With this pursuit in mind, the press of the period was putting the best face on morale for the sake of the war effort. Everything spoken of through the government was putting a good face on the story of the pandemic, claiming victory over the illness prematurely while inflicting penalties on news sources (primarily newspapers in the day) for reporting the truth forthrightly, squarely, honestly. This seems to have come on order straight from United States President Woodrow Wilson, and cascaded through the burgeoning medical service. John M. Barry argued in The Great Influenza that efforts to mitigate the death associated with the disease of 1918-1919 was slowed by the lack of transparent communication and government policy agendas in play at the time of the war and pandemic.

The Great Influenza 4 - George W. Bush(George W. Bush was the 43rd President of the United States and in office when The Great Influenza: The Story of the Deadliest Pandemic in History was published).

This book was first published in 2004. It led to government planning for pandemic response with then president George W. Bush, as indicated in a National Institute of Health article from 2005. Many of the problems warned of in The Great Influenza have come true during the COVID-19 era.

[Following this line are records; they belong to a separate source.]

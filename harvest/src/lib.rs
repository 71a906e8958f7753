//! # Harvest
//!
//! Main library for the harvest collector harness.
//!
//! This crate wires the store client from the environment, initializes
//! logging, and exposes the command-line surface. A host program registers
//! its collectors, then hands the registry to [`cli::run`].

pub mod cli;
pub mod collectors;
pub mod config;
pub mod logging;

pub use config::Dependencies;

use thiserror::Error;

/// Errors that can occur while running the harness.
#[derive(Error, Debug)]
pub enum HarvestError {
    /// Configuration error.
    #[error("Configuration error: {0}")]
    ConfigError(String),

    /// Store error.
    #[error("Store error: {0}")]
    StoreError(#[from] harvest_repository::StoreError),

    /// Runner error.
    #[error(transparent)]
    RunnerError(#[from] harvest_pipeline::RunnerError),

    /// IO error.
    #[error("IO error: {0}")]
    IoError(#[from] std::io::Error),
}

impl HarvestError {
    /// Create a configuration error.
    pub fn config(msg: impl Into<String>) -> Self {
        Self::ConfigError(msg.into())
    }
}
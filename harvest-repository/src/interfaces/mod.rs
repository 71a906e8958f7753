//! Interface definitions for the index store.
//!
//! This module defines the abstract `IndexStore` trait so the pipeline can be
//! wired to OpenSearch in production and to in-memory stores in tests.

mod index_store;

pub use index_store::IndexStore;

The science in the book, therefore, seems to have afforded an ability for mitigation plans, thus lending credibility to the recommendations in the book. The look for the current US President, Donald Trump in the COVID-19 era, is not entirely positive.

The Great Influenza 5 - Donald Trump(Donald Trump is the 45th President of the United States and commander in chief at the onset of COVID-19).

The Great Influenza: The Story of the Deadliest Pandemic in History offers the ability for a decent companion piece of the influenza of 1918-1919 and COVID-19 of today, as in reading newspapers, websites, and following the news in comparison to the book. At this level, the book works for those feeling passionately about the nature of politics and leadership on pandemic disease today. For other purposes, some might lose interest in John M. Barry‘s book at a point after the current pandemic. I offer the book The Great Influenza: The Story of the Deadliest Pandemic in History by Ernest John M. Barry at 3.5-stars on a scale of one-to-five.